1. bird of paradise in an alabama backyard
with your feathers of honey, you shine
quietly amidst the crimson. beware:
swarms of bullets buffet the air beneath
your cherished wings. you cannot stop flying,
homa, because there are no more safe
places to land. the canaries all are dead
now. we ignored them as they fell out of
the sky like leaden yellow raindrops,
like the locusts of exodus, like brilliant, little,
once-breathing meteorites.
2. bird of compassion, we need you
in this aphotic darkness—in this absence
of right. instead of throwing
prized pennies into wishing wells, our
children are being buried beneath numb
earth and palls of periwinkle. the day
seventeen more lives were stolen in
florida, you still lived in anonymity; flew
unweighted and free. then we were all
again eclipsed in bloody, breath-stealing
shadow.
3. bird of spirit and blessings, please
share with us your secrets of survival.
our wings have rotted and we can’t
seek your sky as sanctuary—we must
live in this bittersweet world with
our feet firmly planted between guns
and gravestones. give us hope in your
gold-dusted beauty, and the miraculous
courage to sing songs of our own. now is
the time of the lionhearted—now we rise
from the fire to fight.
Catherine Strayhall is a nerdfighter from Kansas City and a Kansas State University graduate with a bachelor’s degree in Literature and Creative Writing.
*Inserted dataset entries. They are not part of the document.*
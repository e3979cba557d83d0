//! Stagehand core types: stage documents, resource kinds and watch deltas.

#![forbid(unsafe_code)]

use serde::{Deserialize, Serialize};

pub mod config;
mod error;
mod kind;

pub use config::{load_stages, StageConfig};
pub use error::ConfigError;
pub use kind::ResourceKind;

pub type Uid = [u8; 16];

#[derive(Debug, Clone, Copy, Serialize, Deserialize, PartialEq, Eq)]
pub enum DeltaKind {
    Applied,
    Deleted,
}

#[derive(Debug, Clone, Serialize, Deserialize)]
pub struct Delta {
    pub uid: Uid,
    pub kind: DeltaKind,
    /// Raw object (managedFields stripped under the default feature)
    pub raw: serde_json::Value,
}

impl Delta {
    pub fn new(uid: Uid, kind: DeltaKind, mut raw: serde_json::Value) -> Self {
        if cfg!(feature = "strip-managed-fields") {
            strip_managed_fields(&mut raw);
        }
        Self { uid, kind, raw }
    }

    /// `<namespace>/<name>` or `<name>` for log fields.
    pub fn display_name(&self) -> String {
        let meta = self.raw.get("metadata");
        let name = meta.and_then(|m| m.get("name")).and_then(|v| v.as_str()).unwrap_or("");
        match meta.and_then(|m| m.get("namespace")).and_then(|v| v.as_str()) {
            Some(ns) => format!("{}/{}", ns, name),
            None => name.to_string(),
        }
    }
}

pub fn strip_managed_fields(v: &mut serde_json::Value) {
    if let Some(meta) = v.get_mut("metadata").and_then(|m| m.as_object_mut()) {
        meta.remove("managedFields");
    }
}

pub mod prelude {
    pub use super::config::{
        DelaySpec, EventSpec, ExprSource, ExpressionFrom, FinalizerItem, FinalizersSpec, ImpersonationSpec, NextSpec,
        Operator, PatchSpec, PatchType, RequirementSpec, ResourceRefSpec, SelectorSpec, StageSpec,
    };
    pub use super::{load_stages, ConfigError, Delta, DeltaKind, ResourceKind, StageConfig, Uid};
}

#[cfg(test)]
mod tests {
    use super::*;

    #[test]
    fn delta_strips_managed_fields() {
        let raw = serde_json::json!({"metadata": {"name": "a", "namespace": "ns", "managedFields": [{"manager": "x"}]}});
        let d = Delta::new([0; 16], DeltaKind::Applied, raw);
        assert!(d.raw["metadata"].get("managedFields").is_none());
        assert_eq!(d.display_name(), "ns/a");
    }
}
//! Kubernetes resource quantities (`"100m"`, `"1Gi"`, `"2.5e3"`).

use std::cmp::Ordering;
use std::fmt;

/// Parsed quantity. Keeps the original text for rendering.
#[derive(Debug, Clone)]
pub struct Quantity {
    text: String,
    value: f64,
}

fn suffix_scale(suffix: &str) -> Option<f64> {
    let scale = match suffix {
        "" => 1.0,
        "n" => 1e-9,
        "u" => 1e-6,
        "m" => 1e-3,
        "k" => 1e3,
        "M" => 1e6,
        "G" => 1e9,
        "T" => 1e12,
        "P" => 1e15,
        "E" => 1e18,
        "Ki" => 1024.0,
        "Mi" => 1024f64.powi(2),
        "Gi" => 1024f64.powi(3),
        "Ti" => 1024f64.powi(4),
        "Pi" => 1024f64.powi(5),
        "Ei" => 1024f64.powi(6),
        _ => return None,
    };
    Some(scale)
}

impl Quantity {
    pub fn parse(input: &str) -> Option<Self> {
        let s = input.trim();
        if s.is_empty() { return None; }
        let bytes = s.as_bytes();
        let mut i = 0;
        if bytes[0] == b'+' || bytes[0] == b'-' { i += 1; }
        let digits_start = i;
        while i < bytes.len() && (bytes[i].is_ascii_digit() || bytes[i] == b'.') { i += 1; }
        if i == digits_start { return None; }
        let number: f64 = s[..i].parse().ok()?;
        let suffix = &s[i..];
        let value = if let Some(scale) = suffix_scale(suffix) {
            number * scale
        } else {
            let exp = suffix.strip_prefix('e').or_else(|| suffix.strip_prefix('E'))?;
            let exp: i32 = exp.parse().ok()?;
            number * 10f64.powi(exp)
        };
        Some(Self { text: s.to_string(), value })
    }

    pub fn from_f64(value: f64) -> Self {
        let text = if value.fract() == 0.0 && value.abs() < 1e15 { format!("{}", value as i64) } else { format!("{}", value) };
        Self { text, value }
    }

    pub fn as_f64(&self) -> f64 { self.value }

    /// Integer value rounded up, like `resource.Quantity.Value()`.
    pub fn value(&self) -> i64 { self.value.ceil() as i64 }

    /// Value in thousandths rounded up, like `resource.Quantity.MilliValue()`.
    pub fn milli_value(&self) -> i64 { (self.value * 1000.0).ceil() as i64 }

    pub fn as_str(&self) -> &str { &self.text }
}

impl PartialEq for Quantity {
    fn eq(&self, other: &Self) -> bool { self.value == other.value }
}

impl PartialOrd for Quantity {
    fn partial_cmp(&self, other: &Self) -> Option<Ordering> { self.value.partial_cmp(&other.value) }
}

impl fmt::Display for Quantity {
    fn fmt(&self, f: &mut fmt::Formatter<'_>) -> fmt::Result { f.write_str(&self.text) }
}
use std::sync::{Arc, Mutex, PoisonError};

use anyhow::{Context, Result};
use k8s_openapi::api::core::v1::ObjectReference;
use kube::{
    api::{Api, DeleteParams, Patch, PatchParams},
    core::DynamicObject,
    runtime::events::{Event as KubeEvent, EventType, Recorder, Reporter},
    Client, Config,
};
use rustc_hash::FxHashMap;
use stagehand_core::config::PatchType;
use stagehand_lifecycle::{Event, Resource, ResourcePatch, Sink, SinkError, SinkFactory};
use tracing::debug;

use crate::Target;

/// Clients impersonating a user, built once per username.
#[derive(Default)]
struct Impersonation {
    clients: Mutex<FxHashMap<String, Client>>,
}

impl Impersonation {
    async fn client(&self, username: &str) -> Result<Client> {
        let cached = self.clients.lock().unwrap_or_else(PoisonError::into_inner).get(username).cloned();
        if let Some(c) = cached {
            return Ok(c);
        }
        let mut config = Config::infer().await.context("inferring kube config")?;
        config.auth_info.impersonate = Some(username.to_string());
        let client = Client::try_from(config).context("building impersonating client")?;
        debug!(user = %username, "created impersonating client");
        let mut clients = self.clients.lock().unwrap_or_else(PoisonError::into_inner);
        Ok(clients.entry(username.to_string()).or_insert(client).clone())
    }
}

/// Builds a [`KubeSink`] per object of one target.
pub struct KubeSinkFactory {
    client: Client,
    target: Target,
    reporter: Reporter,
    impersonation: Arc<Impersonation>,
}

impl KubeSinkFactory {
    /// Events are reported as `STAGEHAND_REPORTER` (default `stagehand`).
    pub fn new(client: Client, target: Target) -> Self {
        let controller = std::env::var("STAGEHAND_REPORTER").unwrap_or_else(|_| "stagehand".to_string());
        let reporter = Reporter { controller, instance: std::env::var("HOSTNAME").ok() };
        Self { client, target, reporter, impersonation: Arc::default() }
    }
}

impl SinkFactory for KubeSinkFactory {
    fn sink_for(&self, resource: &Resource) -> Box<dyn Sink> {
        let body = resource.body();
        let field = |k: &str| body.get(k).and_then(|v| v.as_str()).map(str::to_string);
        let reference = ObjectReference {
            api_version: field("apiVersion").or_else(|| Some(self.target.api_resource.api_version.clone())),
            kind: field("kind").or_else(|| Some(self.target.gvk.kind.clone())),
            name: Some(resource.name().to_string()),
            namespace: resource.namespace().map(str::to_string),
            uid: body.pointer("/metadata/uid").and_then(|v| v.as_str()).map(str::to_string),
            ..Default::default()
        };
        Box::new(KubeSink {
            client: self.client.clone(),
            target: self.target.clone(),
            name: resource.name().to_string(),
            namespace: resource.namespace().map(str::to_string),
            reference,
            reporter: self.reporter.clone(),
            impersonation: self.impersonation.clone(),
        })
    }
}

/// Side effects against the API server for one object.
pub struct KubeSink {
    client: Client,
    target: Target,
    name: String,
    namespace: Option<String>,
    reference: ObjectReference,
    reporter: Reporter,
    impersonation: Arc<Impersonation>,
}

impl KubeSink {
    fn api(&self, client: Client) -> Api<DynamicObject> { self.target.api(client, self.namespace.as_deref()) }

    async fn patch(&self, patch: &ResourcePatch) -> Result<()> {
        let client = match &patch.impersonation {
            Some(who) => self.impersonation.client(&who.username).await?,
            None => self.client.clone(),
        };
        let body: Patch<serde_json::Value> = match patch.wire_type {
            PatchType::Json => Patch::Json(serde_json::from_value(patch.data.clone()).context("decoding json patch")?),
            PatchType::Merge => Patch::Merge(patch.data.clone()),
            PatchType::Strategic => Patch::Strategic(patch.data.clone()),
        };
        let api = self.api(client);
        let pp = PatchParams::default();
        match patch.subresource.as_deref() {
            Some(sub) => api.patch_subresource(sub, &self.name, &pp, &body).await,
            None => api.patch(&self.name, &pp, &body).await,
        }
        .with_context(|| format!("patching {}", self.name))?;
        Ok(())
    }
}

#[async_trait::async_trait]
impl Sink for KubeSink {
    async fn send_event(&self, event: &Event) -> Result<(), SinkError> {
        let recorder = Recorder::new(self.client.clone(), self.reporter.clone(), self.reference.clone());
        let type_ = if event.type_ == "Warning" { EventType::Warning } else { EventType::Normal };
        recorder
            .publish(KubeEvent {
                type_,
                reason: event.reason.clone(),
                note: Some(event.message.clone()),
                action: event.reason.clone(),
                secondary: None,
            })
            .await
            .map_err(|e| SinkError::new("event", e))
    }

    async fn delete_resource(&self) -> Result<(), SinkError> {
        let dp = DeleteParams { grace_period_seconds: Some(0), ..DeleteParams::default() };
        match self.api(self.client.clone()).delete(&self.name, &dp).await {
            Ok(_) => Ok(()),
            Err(kube::Error::Api(e)) if e.code == 404 => Ok(()),
            Err(e) => Err(SinkError::new("delete", e)),
        }
    }

    async fn patch_resource(&self, patch: &ResourcePatch) -> Result<(), SinkError> {
        self.patch(patch).await.map_err(|e| SinkError::new("patch", format!("{:#}", e)))
    }
}
use std::sync::{Arc, Mutex, PoisonError};
use std::time::Duration;

use rand::Rng;
use serde_json::Value;
use stagehand_core::config::PatchType;
use stagehand_lifecycle::{execute, EvalError, Event, Lifecycle, Outcome, Resource, ResourcePatch, Sink, SinkError, Stage};
use tokio::sync::oneshot::{self, error::TryRecvError};
use tokio::task::JoinHandle;
use tracing::{debug, warn};

use crate::Shared;

/// Forwards to the real sink and keeps the patches for local replay.
struct Tee {
    inner: Box<dyn Sink>,
    patches: Mutex<Vec<ResourcePatch>>,
}

impl Tee {
    fn new(inner: Box<dyn Sink>) -> Self { Self { inner, patches: Mutex::default() } }

    fn patches(&self) -> Vec<ResourcePatch> { self.patches.lock().unwrap_or_else(PoisonError::into_inner).clone() }
}

#[async_trait::async_trait]
impl Sink for Tee {
    async fn send_event(&self, event: &Event) -> Result<(), SinkError> { self.inner.send_event(event).await }

    async fn delete_resource(&self) -> Result<(), SinkError> { self.inner.delete_resource().await }

    async fn patch_resource(&self, patch: &ResourcePatch) -> Result<(), SinkError> {
        self.inner.patch_resource(patch).await?;
        self.patches.lock().unwrap_or_else(PoisonError::into_inner).push(patch.clone());
        Ok(())
    }
}

/// Apply emitted patches to a local copy of the object. Merge and
/// strategic patches use merge semantics; `None` when a JSON Patch does not
/// apply.
pub fn apply_local(mut doc: Value, patches: &[ResourcePatch]) -> Option<Value> {
    for p in patches {
        match p.wire_type {
            PatchType::Merge | PatchType::Strategic => json_patch::merge(&mut doc, &p.data),
            PatchType::Json => {
                let ops: json_patch::Patch = serde_json::from_value(p.data.clone()).ok()?;
                json_patch::patch(&mut doc, &ops).ok()?;
            }
        }
    }
    Some(doc)
}

fn decide<R: Rng + ?Sized>(
    lifecycle: &Lifecycle,
    resource: &Resource,
    rng: &mut R,
) -> Result<Option<(Arc<Stage>, Duration)>, EvalError> {
    let Some(stage) = lifecycle.pick(resource, rng)? else { return Ok(None) };
    let delay = stage.delay(resource, resource.now(), rng)?.unwrap_or_default();
    Ok(Some((Arc::clone(stage), delay)))
}

/// One resource notification: pick, wait, execute, and chain immediate
/// stages. Waits for the previous task of the same uid first.
pub(crate) async fn drive(
    shared: Arc<Shared>,
    mut body: Value,
    mut cancelled: oneshot::Receiver<()>,
    prev: Option<JoinHandle<()>>,
) {
    if let Some(prev) = prev {
        let _ = prev.await;
    }
    for round in 0..=shared.max_immediate {
        if !matches!(cancelled.try_recv(), Err(TryRecvError::Empty)) {
            return;
        }
        let resource = Resource::from_document(shared.kind.clone(), body);
        let lifecycle = shared.lifecycle.load_full();
        let decided = {
            let mut rng = rand::thread_rng();
            decide(&lifecycle, &resource, &mut rng)
        };
        let (stage, delay) = match decided {
            Ok(Some(picked)) => picked,
            Ok(None) => {
                debug!(resource = %resource.display_name(), "no stage matched");
                return;
            }
            Err(e) => {
                warn!(resource = %resource.display_name(), error = %e, "stage evaluation failed");
                return;
            }
        };
        debug!(resource = %resource.display_name(), stage = %stage.name(), ?delay, round, "stage scheduled");
        if !delay.is_zero() {
            tokio::select! {
                _ = tokio::time::sleep(delay) => {}
                _ = &mut cancelled => {
                    debug!(resource = %resource.display_name(), stage = %stage.name(), "superseded before firing");
                    return;
                }
            }
        }
        let sink = Tee::new(shared.factory.sink_for(&resource));
        match execute(&stage, &resource, &sink).await {
            Ok(Outcome::Completed) if stage.immediate_next_stage() => match apply_local(resource.body().clone(), &sink.patches()) {
                Some(next) => body = next,
                None => {
                    debug!(resource = %resource.display_name(), stage = %stage.name(), "patches do not apply locally; chain stopped");
                    return;
                }
            },
            Ok(_) => return,
            Err(failure) => {
                warn!(resource = %resource.display_name(), stage = %stage.name(), step = failure.index, error = %failure.error, "stage failed");
                return;
            }
        }
    }
    debug!(max = shared.max_immediate, "immediate stage chain limit reached");
}
fn compare(l: &Value, r: &Value) -> Result<Ordering, ExprError> {
    let ord = match (l, r) {
        (Value::Int(a), Value::Int(b)) => Some(a.cmp(b)),
        (Value::Int(_) | Value::Float(_), Value::Int(_) | Value::Float(_)) => {
            l.as_f64().zip(r.as_f64()).and_then(|(a, b)| a.partial_cmp(&b))
        }
        (Value::String(a), Value::String(b)) => Some(a.cmp(b)),
        (Value::Bool(a), Value::Bool(b)) => Some(a.cmp(b)),
        (Value::Timestamp(a), Value::Timestamp(b)) => Some(a.cmp(b)),
        (Value::Duration(a), Value::Duration(b)) => Some(a.cmp(b)),
        (Value::Quantity(a), Value::Quantity(b)) => a.partial_cmp(b),
        (Value::Quantity(a), n) if n.as_f64().is_some() => a.as_f64().partial_cmp(&n.as_f64().unwrap_or_default()),
        (n, Value::Quantity(b)) if n.as_f64().is_some() => n.as_f64().unwrap_or_default().partial_cmp(&b.as_f64()),
        _ => return Err(no_overload("<=>", l, r)),
    };
    ord.ok_or_else(|| ExprError::eval("comparison with NaN"))
}

fn int_op(op: BinOp, a: i64, b: i64) -> Result<Value, ExprError> {
    let v = match op {
        BinOp::Add => a.checked_add(b),
        BinOp::Sub => a.checked_sub(b),
        BinOp::Mul => a.checked_mul(b),
        BinOp::Div if b == 0 => return Err(ExprError::eval("division by zero")),
        BinOp::Div => a.checked_div(b),
        BinOp::Rem if b == 0 => return Err(ExprError::eval("modulus by zero")),
        BinOp::Rem => a.checked_rem(b),
        _ => None,
    };
    v.map(Value::Int).ok_or_else(|| ExprError::eval("integer overflow"))
}

pub(crate) fn binary(op: BinOp, l: &Value, r: &Value) -> Result<Value, ExprError> {
    let (l, r) = coerce(l, r);
    let (l, r) = (l.as_ref(), r.as_ref());
    let sym = match op {
        BinOp::Add => "+",
        BinOp::Sub => "-",
        BinOp::Mul => "*",
        BinOp::Div => "/",
        BinOp::Rem => "%",
        BinOp::Eq => return Ok(Value::Bool(l == r)),
        BinOp::Ne => return Ok(Value::Bool(l != r)),
        BinOp::Lt => return Ok(Value::Bool(compare(l, r)? == Ordering::Less)),
        BinOp::Le => return Ok(Value::Bool(compare(l, r)? != Ordering::Greater)),
        BinOp::Gt => return Ok(Value::Bool(compare(l, r)? == Ordering::Greater)),
        BinOp::Ge => return Ok(Value::Bool(compare(l, r)? != Ordering::Less)),
        BinOp::In => {
            return match r {
                Value::List(items) => Ok(Value::Bool(items.iter().any(|i| i == l))),
                Value::Map(m) => match l {
                    Value::String(k) => Ok(Value::Bool(m.contains_key(k))),
                    other => Ok(Value::Bool(m.contains_key(&other.to_match_string()))),
                },
                _ => Err(no_overload("in", l, r)),
            }
        }
    };
    match (op, l, r) {
        (_, Value::Int(a), Value::Int(b)) => int_op(op, *a, *b),
        (BinOp::Rem, _, _) => Err(no_overload(sym, l, r)),
        (_, Value::Int(_) | Value::Float(_), Value::Int(_) | Value::Float(_)) => {
            let (a, b) = (l.as_f64().unwrap_or_default(), r.as_f64().unwrap_or_default());
            Ok(Value::Float(match op {
                BinOp::Add => a + b,
                BinOp::Sub => a - b,
                BinOp::Mul => a * b,
                _ => a / b,
            }))
        }
        (BinOp::Add, Value::String(a), Value::String(b)) => Ok(Value::String(format!("{}{}", a, b))),
        (BinOp::Add, Value::List(a), Value::List(b)) => Ok(Value::List(a.iter().chain(b).cloned().collect())),
        (BinOp::Add, Value::Timestamp(t), Value::Duration(d)) | (BinOp::Add, Value::Duration(d), Value::Timestamp(t)) => {
            t.checked_add_signed(*d).map(Value::Timestamp).ok_or_else(|| ExprError::eval("timestamp overflow"))
        }
        (BinOp::Sub, Value::Timestamp(t), Value::Duration(d)) => {
            t.checked_sub_signed(*d).map(Value::Timestamp).ok_or_else(|| ExprError::eval("timestamp overflow"))
        }
        (BinOp::Sub, Value::Timestamp(a), Value::Timestamp(b)) => Ok(Value::Duration(a.signed_duration_since(*b))),
        (BinOp::Add, Value::Duration(a), Value::Duration(b)) => {
            a.checked_add(b).map(Value::Duration).ok_or_else(|| ExprError::eval("duration overflow"))
        }
        (BinOp::Sub, Value::Duration(a), Value::Duration(b)) => {
            a.checked_sub(b).map(Value::Duration).ok_or_else(|| ExprError::eval("duration overflow"))
        }
        (BinOp::Add, Value::Quantity(a), Value::Quantity(b)) => Ok(Value::Quantity(crate::Quantity::from_f64(a.as_f64() + b.as_f64()))),
        (BinOp::Sub, Value::Quantity(a), Value::Quantity(b)) => Ok(Value::Quantity(crate::Quantity::from_f64(a.as_f64() - b.as_f64()))),
        _ => Err(no_overload(sym, l, r)),
    }
}
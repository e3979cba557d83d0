/// Failures while reading stage documents.
#[derive(Debug, thiserror::Error)]
pub enum ConfigError {
    #[error("stage #{index}: {source}")]
    Yaml {
        index: usize,
        #[source]
        source: serde_yaml::Error,
    },
    #[error("stage #{index}: missing name")]
    MissingName { index: usize },
    #[error("stage #{index}: {reason}")]
    InvalidDocument { index: usize, reason: String },
    #[error("duplicate stage name {0:?}")]
    DuplicateName(String),
    #[error("{field}: {reason}")]
    Expression { field: &'static str, reason: String },
}
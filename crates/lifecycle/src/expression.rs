use std::cell::RefCell;
use std::sync::Arc;

use rand::Rng;

use stagehand_core::config::{ExprSource, ExpressionFrom};
use stagehand_expr::{Dialect, ExprError, Program, ProgramCache, Scope, Value};

use crate::error::SpecError;

/// A query compiled through the process-wide program cache.
#[derive(Debug, Clone)]
pub struct CompiledExpr {
    program: Arc<dyn Program>,
}

impl CompiledExpr {
    pub fn compile(field: &str, source: &ExprSource) -> Result<Self, SpecError> {
        let (dialect, text) = match source {
            ExprSource::Jq(q) => (Dialect::Jq, q.as_str()),
            ExprSource::Cel(c) => (Dialect::Cel, c.as_str()),
        };
        let program = ProgramCache::global()
            .get_or_compile(dialect, text)
            .map_err(|source| SpecError::Expression { field: field.to_string(), source })?;
        Ok(Self { program })
    }

    /// `None` when no block is configured or the block is empty.
    pub fn from_spec(field: &'static str, spec: Option<&ExpressionFrom>) -> Result<Option<Self>, SpecError> {
        let Some(spec) = spec else { return Ok(None) };
        match spec.source(field)? {
            Some(source) => Self::compile(field, &source).map(Some),
            None => Ok(None),
        }
    }

    pub fn dialect(&self) -> Dialect { self.program.dialect() }
    pub fn source(&self) -> &str { self.program.source() }

    pub fn evaluate(&self, scope: &Scope<'_>) -> Result<Vec<Value>, ExprError> { self.program.evaluate(scope) }

    /// First result, if any.
    pub fn first(&self, scope: &Scope<'_>) -> Result<Option<Value>, ExprError> {
        Ok(self.evaluate(scope)?.into_iter().next())
    }
}

/// Run `f` with a `Rand()` source that draws from `rng`.
pub(crate) fn with_draw<R: Rng + ?Sized, T>(rng: &mut R, f: impl FnOnce(&dyn Fn() -> f64) -> T) -> T {
    let cell = RefCell::new(rng);
    let draw = || cell.borrow_mut().gen::<f64>();
    f(&draw)
}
She is a two-time winner of the annual Sullivan Poetry Award at K-State, and her work has appeared in The Kansas City Star, elementia, and on the website of Sigma Tau Delta, the International English Honor Society. In 2017 she created a project called “Mobile Poetry” on Facebook which features a Google Map of location-based poetry around Manhattan, Kansas.
Photo by Javarts via Unsplash.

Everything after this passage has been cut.